Honorary degree recipient Jean E. Fairfax has had a long and distinguished
career in public service as a civil rights worker, an advocate
for the rights and welfare of children and the elderly and a trustee
of a wide range of philanthropic and educational institutions. She
began her career as dean of women at Kentucky State College (now
Kentucky State University) from 1942-44, where she worked to integrate
the YWCA and coordinated other interracial services. For
19 years, she served in several capacities with the American Friends
Service Committee (AFSC) in the U.S. and abroad, from directing
Quaker relief for war refugees in Austria to service with the AFSC’s
Southern Civil Rights Program in the 1950s and 60s South. When
all public schools in Prince Edward County, Virginia, were closed
by state order because county officials refused to comply with
court orders to integrate, Fairfax found temporary homes in other
states for black children so they could continue their schooling. Several
were enrolled in the Berea College Foundation School. Fairfax
also served for 20 years with the NAACP Legal Defense and Education
Fund in black communities across the South. She holds degrees
from the University of Michigan, Union Theological Seminary and
Columbia University and completed additional postgraduate studies
at Harvard University.
The Rev. Dr. Boden, Berea’s Baccalaureate speaker, is a
United Church of Christ minister. A graduate of Vassar College
(A.B.), she holds degrees from Union Theological Seminary in New
York (M.Div.), and the University of Bradford UK (Ph.D). In
addition to serving as Dean of Rockefeller Memorial Chapel at the
University of Chicago, Rev. Dr. Boden is Senior Lecturer in the
Divinity School and College, and co-chair of the Board of the Human
Rights Program.

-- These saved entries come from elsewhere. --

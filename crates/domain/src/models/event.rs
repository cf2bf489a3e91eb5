//! Event domain model.

use chrono::{DateTime, Utc};
use serde::{Deserialize, Serialize};
use std::fmt;

use crate::models::attributes::AttributeBag;

/// Event types synthesized by the position pipeline and command engine.
#[derive(Debug, Clone, Copy, PartialEq, Eq, Hash, Serialize, Deserialize)]
#[serde(rename_all = "camelCase")]
pub enum EventType {
    DeviceOnline,
    DeviceOffline,
    DeviceMoving,
    DeviceStopped,
    DeviceOverspeed,
    DeviceFuelDrop,
    GeofenceEnter,
    GeofenceExit,
    IgnitionOn,
    IgnitionOff,
    Alarm,
    Maintenance,
    DriverChanged,
    CommandResult,
    Media,
}

impl EventType {
    pub fn as_str(&self) -> &'static str {
        match self {
            EventType::DeviceOnline => "deviceOnline",
            EventType::DeviceOffline => "deviceOffline",
            EventType::DeviceMoving => "deviceMoving",
            EventType::DeviceStopped => "deviceStopped",
            EventType::DeviceOverspeed => "deviceOverspeed",
            EventType::DeviceFuelDrop => "deviceFuelDrop",
            EventType::GeofenceEnter => "geofenceEnter",
            EventType::GeofenceExit => "geofenceExit",
            EventType::IgnitionOn => "ignitionOn",
            EventType::IgnitionOff => "ignitionOff",
            EventType::Alarm => "alarm",
            EventType::Maintenance => "maintenance",
            EventType::DriverChanged => "driverChanged",
            EventType::CommandResult => "commandResult",
            EventType::Media => "media",
        }
    }

    pub fn parse(s: &str) -> Option<Self> {
        match s {
            "deviceOnline" => Some(EventType::DeviceOnline),
            "deviceOffline" => Some(EventType::DeviceOffline),
            "deviceMoving" => Some(EventType::DeviceMoving),
            "deviceStopped" => Some(EventType::DeviceStopped),
            "deviceOverspeed" => Some(EventType::DeviceOverspeed),
            "deviceFuelDrop" => Some(EventType::DeviceFuelDrop),
            "geofenceEnter" => Some(EventType::GeofenceEnter),
            "geofenceExit" => Some(EventType::GeofenceExit),
            "ignitionOn" => Some(EventType::IgnitionOn),
            "ignitionOff" => Some(EventType::IgnitionOff),
            "alarm" => Some(EventType::Alarm),
            "maintenance" => Some(EventType::Maintenance),
            "driverChanged" => Some(EventType::DriverChanged),
            "commandResult" => Some(EventType::CommandResult),
            "media" => Some(EventType::Media),
            _ => None,
        }
    }

    /// Fixed delivery severity for the fan-out path.
    pub fn severity(&self) -> EventSeverity {
        match self {
            EventType::Alarm => EventSeverity::Critical,
            EventType::DeviceOffline | EventType::DeviceOverspeed => EventSeverity::High,
            EventType::GeofenceEnter | EventType::GeofenceExit | EventType::DeviceFuelDrop => {
                EventSeverity::Medium
            }
            _ => EventSeverity::Low,
        }
    }
}

impl fmt::Display for EventType {
    fn fmt(&self, f: &mut fmt::Formatter<'_>) -> fmt::Result {
        write!(f, "{}", self.as_str())
    }
}

/// Delivery severity, highest first.
#[derive(Debug, Clone, Copy, PartialEq, Eq, PartialOrd, Ord, Serialize, Deserialize)]
#[serde(rename_all = "lowercase")]
pub enum EventSeverity {
    Critical,
    High,
    Medium,
    Low,
}

impl EventSeverity {
    /// Critical and high events must reach the live hub before the pipeline
    /// accepts the next frame from the device.
    pub fn is_urgent(&self) -> bool {
        matches!(self, EventSeverity::Critical | EventSeverity::High)
    }
}

/// An immutable record of a state transition.
#[derive(Debug, Clone, Serialize, Deserialize)]
#[serde(rename_all = "camelCase")]
pub struct Event {
    pub id: i64,
    #[serde(rename = "type")]
    pub event_type: EventType,
    pub device_id: i64,
    #[serde(skip_serializing_if = "Option::is_none")]
    pub position_id: Option<i64>,
    pub event_time: DateTime<Utc>,
    #[serde(skip_serializing_if = "Option::is_none")]
    pub geofence_id: Option<i64>,
    #[serde(skip_serializing_if = "Option::is_none")]
    pub maintenance_id: Option<i64>,
    #[serde(default, skip_serializing_if = "AttributeBag::is_empty")]
    pub attributes: AttributeBag,
}

impl Event {
    pub fn new(event_type: EventType, device_id: i64, event_time: DateTime<Utc>) -> Self {
        Self {
            id: 0,
            event_type,
            device_id,
            position_id: None,
            event_time,
            geofence_id: None,
            maintenance_id: None,
            attributes: AttributeBag::new(),
        }
    }

    pub fn with_position(mut self, position_id: i64) -> Self {
        self.position_id = Some(position_id);
        self
    }

    pub fn with_geofence(mut self, geofence_id: i64) -> Self {
        self.geofence_id = Some(geofence_id);
        self
    }
}
//! Common validation utilities.

use validator::ValidationError;

/// Validates that a latitude value is within valid range (-90 to 90).
pub fn validate_latitude(lat: f64) -> Result<(), ValidationError> {
    if (-90.0..=90.0).contains(&lat) {
        Ok(())
    } else {
        let mut err = ValidationError::new("latitude_range");
        err.message = Some("Latitude must be between -90 and 90".into());
        Err(err)
    }
}

/// Validates that a longitude value is within valid range (-180 to 180).
pub fn validate_longitude(lon: f64) -> Result<(), ValidationError> {
    if (-180.0..=180.0).contains(&lon) {
        Ok(())
    } else {
        let mut err = ValidationError::new("longitude_range");
        err.message = Some("Longitude must be between -180 and 180".into());
        Err(err)
    }
}

/// Validates that speed is non-negative.
pub fn validate_speed(speed: f64) -> Result<(), ValidationError> {
    if speed >= 0.0 {
        Ok(())
    } else {
        let mut err = ValidationError::new("speed_range");
        err.message = Some("Speed must be non-negative".into());
        Err(err)
    }
}

/// Validates that a course is within valid range (0 to 360).
pub fn validate_course(course: f64) -> Result<(), ValidationError> {
    if (0.0..=360.0).contains(&course) {
        Ok(())
    } else {
        let mut err = ValidationError::new("course_range");
        err.message = Some("Course must be between 0 and 360".into());
        Err(err)
    }
}

/// Validates that accuracy is non-negative.
pub fn validate_accuracy(accuracy: f64) -> Result<(), ValidationError> {
    if accuracy >= 0.0 {
        Ok(())
    } else {
        let mut err = ValidationError::new("accuracy_range");
        err.message = Some("Accuracy must be non-negative".into());
        Err(err)
    }
}
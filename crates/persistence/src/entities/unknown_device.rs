//! Unknown device entity (database row mapping).

use chrono::{DateTime, Utc};
use sqlx::FromRow;

use domain::models::UnknownDevice;

/// Database row mapping for the unknown_devices table.
#[derive(Debug, Clone, FromRow)]
pub struct UnknownDeviceEntity {
    pub id: i64,
    pub unique_id: String,
    pub protocol: String,
    pub port: i32,
    pub transport: String,
    pub first_seen: DateTime<Utc>,
    pub last_seen: DateTime<Utc>,
    pub connection_count: i64,
    pub is_registered: bool,
    pub registered_device_id: Option<i64>,
}

impl From<UnknownDeviceEntity> for UnknownDevice {
    fn from(entity: UnknownDeviceEntity) -> Self {
        Self {
            id: entity.id,
            unique_id: entity.unique_id,
            protocol: entity.protocol,
            port: entity.port as u16,
            transport: entity.transport,
            first_seen: entity.first_seen,
            last_seen: entity.last_seen,
            connection_count: entity.connection_count,
            is_registered: entity.is_registered,
            registered_device_id: entity.registered_device_id,
        }
    }
}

Her teaching interests include religion and
human rights, violence and religion, religious disciplines, and
ministry studies. She is the author of numerous articles
and chapters on religion in the academy, human rights and religion,
and a variety of justice issues. Her book “Women's
Rights and Religious Practice” will be published in fall,
2007.
Berea, the South’s first interracial and coeducational college,
founded in 1855, focuses on learning, labor, and service. Berea
charges no tuition, admitting only academically promising students,
primarily from Appalachia, who have limited economic resources.
All students must work 10 hours weekly, earning money for their
books, room and board. Graduates from Berea go on to distinguish
themselves and the College in many fields, including science, arts,
education, government, and social services.